• **EXERCISE REQUIREMENTS**: Gather, from the listing beneath this task, every line holding the string "source".

*** RECORDED DATA ***

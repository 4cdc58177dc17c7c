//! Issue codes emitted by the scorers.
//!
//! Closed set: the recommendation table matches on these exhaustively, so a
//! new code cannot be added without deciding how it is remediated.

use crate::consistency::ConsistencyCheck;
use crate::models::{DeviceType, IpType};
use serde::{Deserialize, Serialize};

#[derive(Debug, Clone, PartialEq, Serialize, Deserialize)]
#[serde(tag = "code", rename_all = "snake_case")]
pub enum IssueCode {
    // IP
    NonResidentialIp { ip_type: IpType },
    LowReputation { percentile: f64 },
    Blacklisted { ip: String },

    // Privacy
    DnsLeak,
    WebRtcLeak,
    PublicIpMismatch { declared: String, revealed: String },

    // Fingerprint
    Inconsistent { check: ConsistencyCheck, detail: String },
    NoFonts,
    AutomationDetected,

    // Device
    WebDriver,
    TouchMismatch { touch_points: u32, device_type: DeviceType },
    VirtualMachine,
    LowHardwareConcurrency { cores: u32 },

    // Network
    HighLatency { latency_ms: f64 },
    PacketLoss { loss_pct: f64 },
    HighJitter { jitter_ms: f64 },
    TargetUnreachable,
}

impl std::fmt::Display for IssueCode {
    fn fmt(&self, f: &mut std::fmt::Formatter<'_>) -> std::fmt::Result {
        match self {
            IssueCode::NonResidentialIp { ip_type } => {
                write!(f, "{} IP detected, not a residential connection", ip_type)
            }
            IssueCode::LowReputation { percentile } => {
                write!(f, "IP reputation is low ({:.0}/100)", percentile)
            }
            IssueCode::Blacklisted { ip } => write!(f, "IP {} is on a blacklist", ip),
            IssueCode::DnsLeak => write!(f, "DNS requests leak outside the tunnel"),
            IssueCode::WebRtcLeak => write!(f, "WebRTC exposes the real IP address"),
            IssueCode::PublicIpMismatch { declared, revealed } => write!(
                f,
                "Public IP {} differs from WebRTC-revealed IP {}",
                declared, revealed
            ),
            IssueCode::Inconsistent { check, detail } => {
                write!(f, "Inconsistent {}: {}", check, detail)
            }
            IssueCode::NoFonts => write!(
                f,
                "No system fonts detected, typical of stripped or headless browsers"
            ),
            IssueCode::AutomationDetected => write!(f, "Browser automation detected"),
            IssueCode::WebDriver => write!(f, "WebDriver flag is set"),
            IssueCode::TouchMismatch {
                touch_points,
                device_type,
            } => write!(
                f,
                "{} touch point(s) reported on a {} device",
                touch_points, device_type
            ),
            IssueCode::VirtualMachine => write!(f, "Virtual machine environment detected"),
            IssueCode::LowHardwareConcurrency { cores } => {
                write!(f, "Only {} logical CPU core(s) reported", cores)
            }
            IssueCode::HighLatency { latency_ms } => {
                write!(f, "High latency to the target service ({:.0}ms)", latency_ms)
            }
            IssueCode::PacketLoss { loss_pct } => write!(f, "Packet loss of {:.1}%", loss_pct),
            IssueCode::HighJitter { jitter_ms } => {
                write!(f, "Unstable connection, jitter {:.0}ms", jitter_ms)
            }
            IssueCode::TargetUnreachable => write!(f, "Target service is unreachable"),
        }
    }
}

*** End of RECORDED DATA ***
*** RECORDED DATA ***

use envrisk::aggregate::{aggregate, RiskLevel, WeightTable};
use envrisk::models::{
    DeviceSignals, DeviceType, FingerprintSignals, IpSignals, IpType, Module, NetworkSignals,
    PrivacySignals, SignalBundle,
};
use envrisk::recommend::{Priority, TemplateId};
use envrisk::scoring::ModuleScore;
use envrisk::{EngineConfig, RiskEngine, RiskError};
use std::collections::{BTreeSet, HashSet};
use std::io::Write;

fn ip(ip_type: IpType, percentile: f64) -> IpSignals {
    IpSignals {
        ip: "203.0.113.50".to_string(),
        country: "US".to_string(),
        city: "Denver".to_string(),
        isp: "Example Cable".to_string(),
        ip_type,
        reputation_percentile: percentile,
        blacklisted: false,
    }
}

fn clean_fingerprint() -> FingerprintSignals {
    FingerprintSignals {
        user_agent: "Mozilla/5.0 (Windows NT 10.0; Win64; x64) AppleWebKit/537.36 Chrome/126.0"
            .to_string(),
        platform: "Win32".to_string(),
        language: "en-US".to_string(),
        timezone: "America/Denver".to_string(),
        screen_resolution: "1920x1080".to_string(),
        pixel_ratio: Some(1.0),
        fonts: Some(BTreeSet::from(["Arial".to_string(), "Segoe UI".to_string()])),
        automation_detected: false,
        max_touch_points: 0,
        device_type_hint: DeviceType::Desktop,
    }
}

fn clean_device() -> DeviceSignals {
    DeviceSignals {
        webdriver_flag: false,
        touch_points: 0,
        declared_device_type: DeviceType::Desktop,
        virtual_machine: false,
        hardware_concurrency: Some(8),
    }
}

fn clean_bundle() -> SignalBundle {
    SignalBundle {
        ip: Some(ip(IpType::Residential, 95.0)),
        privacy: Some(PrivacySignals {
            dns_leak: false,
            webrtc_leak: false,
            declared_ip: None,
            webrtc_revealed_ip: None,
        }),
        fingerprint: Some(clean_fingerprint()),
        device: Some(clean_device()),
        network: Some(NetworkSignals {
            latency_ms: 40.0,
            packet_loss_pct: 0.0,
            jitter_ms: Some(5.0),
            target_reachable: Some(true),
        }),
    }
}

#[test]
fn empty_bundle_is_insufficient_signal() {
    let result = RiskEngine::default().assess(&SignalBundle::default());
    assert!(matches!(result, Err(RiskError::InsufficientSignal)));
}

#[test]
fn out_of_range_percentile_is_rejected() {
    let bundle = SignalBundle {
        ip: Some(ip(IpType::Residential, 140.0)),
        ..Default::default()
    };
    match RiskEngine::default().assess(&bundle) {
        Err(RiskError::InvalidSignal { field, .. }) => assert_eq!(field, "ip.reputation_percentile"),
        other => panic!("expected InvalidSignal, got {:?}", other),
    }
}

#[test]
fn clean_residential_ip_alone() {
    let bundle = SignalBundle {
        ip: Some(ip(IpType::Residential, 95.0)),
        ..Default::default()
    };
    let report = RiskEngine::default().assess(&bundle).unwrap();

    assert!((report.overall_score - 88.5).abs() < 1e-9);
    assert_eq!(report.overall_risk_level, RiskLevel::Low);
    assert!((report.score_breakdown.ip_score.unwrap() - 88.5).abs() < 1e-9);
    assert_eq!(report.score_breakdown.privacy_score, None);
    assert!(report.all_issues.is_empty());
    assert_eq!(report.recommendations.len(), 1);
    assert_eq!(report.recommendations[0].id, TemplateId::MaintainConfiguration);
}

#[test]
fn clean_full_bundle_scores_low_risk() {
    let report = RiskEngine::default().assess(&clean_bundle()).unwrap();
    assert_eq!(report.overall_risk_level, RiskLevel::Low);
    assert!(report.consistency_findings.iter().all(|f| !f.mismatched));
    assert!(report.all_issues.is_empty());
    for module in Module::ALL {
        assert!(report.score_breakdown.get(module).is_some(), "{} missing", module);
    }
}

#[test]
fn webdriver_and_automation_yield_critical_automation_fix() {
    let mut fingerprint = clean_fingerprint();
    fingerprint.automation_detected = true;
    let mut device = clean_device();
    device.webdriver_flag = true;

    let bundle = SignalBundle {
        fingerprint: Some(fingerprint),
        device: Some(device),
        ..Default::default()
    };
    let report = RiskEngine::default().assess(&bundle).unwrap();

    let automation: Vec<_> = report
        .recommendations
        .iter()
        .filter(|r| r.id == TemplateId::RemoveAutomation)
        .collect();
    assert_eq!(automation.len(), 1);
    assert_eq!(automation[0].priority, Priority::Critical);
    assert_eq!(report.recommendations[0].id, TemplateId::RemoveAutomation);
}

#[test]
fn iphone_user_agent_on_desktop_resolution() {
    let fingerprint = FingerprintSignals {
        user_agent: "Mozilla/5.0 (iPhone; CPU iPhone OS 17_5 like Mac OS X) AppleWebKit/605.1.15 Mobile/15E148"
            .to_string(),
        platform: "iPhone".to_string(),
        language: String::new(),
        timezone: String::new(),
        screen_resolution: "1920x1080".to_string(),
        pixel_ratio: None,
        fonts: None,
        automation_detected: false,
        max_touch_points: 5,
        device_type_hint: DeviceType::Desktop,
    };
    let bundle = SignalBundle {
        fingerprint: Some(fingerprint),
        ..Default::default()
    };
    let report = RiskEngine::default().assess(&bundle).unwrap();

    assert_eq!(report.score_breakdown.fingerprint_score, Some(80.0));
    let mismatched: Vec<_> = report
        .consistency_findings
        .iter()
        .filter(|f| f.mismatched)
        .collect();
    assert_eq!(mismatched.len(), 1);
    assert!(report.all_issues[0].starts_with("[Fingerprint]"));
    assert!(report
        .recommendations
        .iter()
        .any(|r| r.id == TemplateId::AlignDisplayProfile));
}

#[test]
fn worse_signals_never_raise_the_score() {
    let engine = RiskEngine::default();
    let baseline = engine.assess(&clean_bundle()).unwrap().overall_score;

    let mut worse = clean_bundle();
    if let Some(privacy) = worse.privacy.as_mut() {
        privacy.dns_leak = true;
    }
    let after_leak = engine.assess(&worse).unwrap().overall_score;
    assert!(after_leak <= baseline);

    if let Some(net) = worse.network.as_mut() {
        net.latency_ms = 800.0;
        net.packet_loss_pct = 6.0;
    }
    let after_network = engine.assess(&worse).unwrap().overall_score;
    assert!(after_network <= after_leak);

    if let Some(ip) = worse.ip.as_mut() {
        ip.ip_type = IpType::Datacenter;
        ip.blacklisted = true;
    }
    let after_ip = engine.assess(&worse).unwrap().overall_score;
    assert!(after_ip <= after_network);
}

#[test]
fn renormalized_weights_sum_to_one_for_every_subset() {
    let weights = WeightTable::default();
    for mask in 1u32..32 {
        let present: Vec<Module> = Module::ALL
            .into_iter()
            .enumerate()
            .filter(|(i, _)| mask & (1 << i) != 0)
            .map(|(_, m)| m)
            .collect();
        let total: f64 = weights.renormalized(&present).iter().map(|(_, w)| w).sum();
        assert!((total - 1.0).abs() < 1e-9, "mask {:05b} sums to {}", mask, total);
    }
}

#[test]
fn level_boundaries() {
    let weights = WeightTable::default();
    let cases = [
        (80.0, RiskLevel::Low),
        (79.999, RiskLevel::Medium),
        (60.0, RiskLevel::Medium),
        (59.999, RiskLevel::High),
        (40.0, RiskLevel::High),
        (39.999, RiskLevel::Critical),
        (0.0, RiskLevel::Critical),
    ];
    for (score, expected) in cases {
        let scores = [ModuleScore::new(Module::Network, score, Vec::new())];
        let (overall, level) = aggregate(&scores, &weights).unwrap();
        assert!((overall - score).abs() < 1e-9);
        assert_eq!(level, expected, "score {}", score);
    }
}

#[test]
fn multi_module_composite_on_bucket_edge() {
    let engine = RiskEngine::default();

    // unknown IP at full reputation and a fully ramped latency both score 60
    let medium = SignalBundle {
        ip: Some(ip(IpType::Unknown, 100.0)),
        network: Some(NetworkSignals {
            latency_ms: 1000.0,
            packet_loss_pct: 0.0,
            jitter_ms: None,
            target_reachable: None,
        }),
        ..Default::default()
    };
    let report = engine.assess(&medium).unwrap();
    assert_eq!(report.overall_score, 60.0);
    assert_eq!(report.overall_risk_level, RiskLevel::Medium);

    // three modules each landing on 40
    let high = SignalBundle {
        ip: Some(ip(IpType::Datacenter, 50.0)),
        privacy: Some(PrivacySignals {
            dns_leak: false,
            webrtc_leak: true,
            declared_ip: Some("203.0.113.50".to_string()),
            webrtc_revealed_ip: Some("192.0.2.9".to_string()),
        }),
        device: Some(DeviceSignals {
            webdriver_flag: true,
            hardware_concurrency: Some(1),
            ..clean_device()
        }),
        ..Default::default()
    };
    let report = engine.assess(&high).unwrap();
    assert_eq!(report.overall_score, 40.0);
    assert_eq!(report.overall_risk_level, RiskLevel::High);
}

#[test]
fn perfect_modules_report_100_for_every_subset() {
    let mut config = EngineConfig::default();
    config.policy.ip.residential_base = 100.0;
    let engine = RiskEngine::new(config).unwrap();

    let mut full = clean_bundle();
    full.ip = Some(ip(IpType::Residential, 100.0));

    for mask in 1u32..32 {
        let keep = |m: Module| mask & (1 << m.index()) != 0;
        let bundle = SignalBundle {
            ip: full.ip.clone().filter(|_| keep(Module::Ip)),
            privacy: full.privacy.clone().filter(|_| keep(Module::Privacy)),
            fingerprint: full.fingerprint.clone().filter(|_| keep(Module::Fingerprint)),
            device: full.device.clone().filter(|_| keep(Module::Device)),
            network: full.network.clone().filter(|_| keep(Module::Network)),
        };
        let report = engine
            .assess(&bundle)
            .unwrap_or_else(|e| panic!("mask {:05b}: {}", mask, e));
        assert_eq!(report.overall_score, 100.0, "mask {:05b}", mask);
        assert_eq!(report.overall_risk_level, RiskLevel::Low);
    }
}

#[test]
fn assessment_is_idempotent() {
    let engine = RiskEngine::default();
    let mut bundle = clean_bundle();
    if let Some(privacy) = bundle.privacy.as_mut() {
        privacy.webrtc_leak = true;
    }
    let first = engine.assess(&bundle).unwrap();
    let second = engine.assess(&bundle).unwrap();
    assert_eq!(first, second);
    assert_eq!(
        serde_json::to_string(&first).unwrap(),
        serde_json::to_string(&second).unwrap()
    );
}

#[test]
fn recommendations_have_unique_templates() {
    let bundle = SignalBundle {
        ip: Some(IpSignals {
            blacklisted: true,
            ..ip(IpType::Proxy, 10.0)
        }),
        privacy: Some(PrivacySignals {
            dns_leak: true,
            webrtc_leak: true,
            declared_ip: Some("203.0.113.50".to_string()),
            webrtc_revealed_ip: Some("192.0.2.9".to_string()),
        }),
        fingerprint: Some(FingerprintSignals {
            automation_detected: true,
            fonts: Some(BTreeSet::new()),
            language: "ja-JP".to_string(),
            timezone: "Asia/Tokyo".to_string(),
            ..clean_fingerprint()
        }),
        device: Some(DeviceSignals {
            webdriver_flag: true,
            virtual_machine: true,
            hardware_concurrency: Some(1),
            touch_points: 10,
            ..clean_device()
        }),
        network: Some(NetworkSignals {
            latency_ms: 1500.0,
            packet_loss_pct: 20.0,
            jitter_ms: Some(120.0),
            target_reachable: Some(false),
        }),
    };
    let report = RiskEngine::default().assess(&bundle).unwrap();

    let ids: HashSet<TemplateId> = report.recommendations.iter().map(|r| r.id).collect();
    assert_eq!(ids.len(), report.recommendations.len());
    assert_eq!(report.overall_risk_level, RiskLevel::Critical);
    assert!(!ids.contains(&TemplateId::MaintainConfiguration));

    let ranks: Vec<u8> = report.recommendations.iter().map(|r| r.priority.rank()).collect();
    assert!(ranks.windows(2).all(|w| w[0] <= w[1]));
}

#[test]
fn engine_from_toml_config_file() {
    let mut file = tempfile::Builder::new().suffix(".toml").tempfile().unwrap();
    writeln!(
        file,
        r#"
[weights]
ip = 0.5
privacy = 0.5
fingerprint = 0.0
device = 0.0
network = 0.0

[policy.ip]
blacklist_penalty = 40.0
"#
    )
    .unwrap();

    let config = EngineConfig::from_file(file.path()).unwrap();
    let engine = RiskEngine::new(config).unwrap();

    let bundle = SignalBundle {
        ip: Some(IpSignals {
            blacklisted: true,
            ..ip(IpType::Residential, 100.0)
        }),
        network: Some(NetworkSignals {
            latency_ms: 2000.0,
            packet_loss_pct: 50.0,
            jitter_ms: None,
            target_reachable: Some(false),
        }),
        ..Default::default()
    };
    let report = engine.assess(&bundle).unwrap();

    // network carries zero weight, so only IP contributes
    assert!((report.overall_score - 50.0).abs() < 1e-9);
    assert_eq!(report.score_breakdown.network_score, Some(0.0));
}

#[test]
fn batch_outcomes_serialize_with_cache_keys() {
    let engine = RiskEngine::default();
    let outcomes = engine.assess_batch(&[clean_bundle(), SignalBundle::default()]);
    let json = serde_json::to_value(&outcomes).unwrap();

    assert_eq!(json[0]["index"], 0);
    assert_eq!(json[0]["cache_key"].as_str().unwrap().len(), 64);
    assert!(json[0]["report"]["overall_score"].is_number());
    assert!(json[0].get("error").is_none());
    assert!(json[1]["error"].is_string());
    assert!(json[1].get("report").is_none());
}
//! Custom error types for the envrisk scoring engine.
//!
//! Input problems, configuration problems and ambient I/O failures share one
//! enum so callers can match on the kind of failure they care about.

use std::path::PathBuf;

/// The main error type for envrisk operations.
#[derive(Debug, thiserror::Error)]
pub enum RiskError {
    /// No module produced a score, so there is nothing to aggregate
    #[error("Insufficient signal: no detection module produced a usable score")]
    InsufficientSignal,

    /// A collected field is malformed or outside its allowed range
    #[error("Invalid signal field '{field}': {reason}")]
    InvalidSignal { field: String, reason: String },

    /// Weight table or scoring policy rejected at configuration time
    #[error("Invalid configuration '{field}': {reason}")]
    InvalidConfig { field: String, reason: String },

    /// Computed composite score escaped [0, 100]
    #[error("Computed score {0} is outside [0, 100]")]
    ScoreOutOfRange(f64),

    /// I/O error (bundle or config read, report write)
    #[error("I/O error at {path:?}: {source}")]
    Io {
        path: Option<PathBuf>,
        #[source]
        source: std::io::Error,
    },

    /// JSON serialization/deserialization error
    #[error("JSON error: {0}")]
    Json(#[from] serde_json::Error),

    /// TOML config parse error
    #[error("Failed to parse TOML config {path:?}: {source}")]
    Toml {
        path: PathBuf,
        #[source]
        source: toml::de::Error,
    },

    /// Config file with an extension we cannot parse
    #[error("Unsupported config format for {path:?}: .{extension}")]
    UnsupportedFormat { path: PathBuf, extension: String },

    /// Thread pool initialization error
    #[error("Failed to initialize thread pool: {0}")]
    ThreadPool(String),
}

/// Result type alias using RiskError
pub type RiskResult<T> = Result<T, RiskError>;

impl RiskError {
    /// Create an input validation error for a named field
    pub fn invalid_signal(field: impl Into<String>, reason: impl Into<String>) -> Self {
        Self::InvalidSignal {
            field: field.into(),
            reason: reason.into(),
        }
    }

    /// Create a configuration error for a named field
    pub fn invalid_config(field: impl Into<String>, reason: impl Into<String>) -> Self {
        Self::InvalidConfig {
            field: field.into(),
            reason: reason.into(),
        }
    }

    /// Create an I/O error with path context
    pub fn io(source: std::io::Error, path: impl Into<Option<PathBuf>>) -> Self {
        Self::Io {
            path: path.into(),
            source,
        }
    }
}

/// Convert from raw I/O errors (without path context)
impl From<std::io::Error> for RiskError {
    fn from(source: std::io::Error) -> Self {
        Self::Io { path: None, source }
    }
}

*** End of RECORDED DATA ***

• **WRITTEN RESPONSE**:
    #[error("I/O error at {path:?}: {source}")]
        #[source]
        source: std::io::Error,
    #[error("Failed to parse TOML config {path:?}: {source}")]
        #[source]
        source: toml::de::Error,
    pub fn io(source: std::io::Error, path: impl Into<Option<PathBuf>>) -> Self {
            source,
    fn from(source: std::io::Error) -> Self {
        Self::Io { path: None, source }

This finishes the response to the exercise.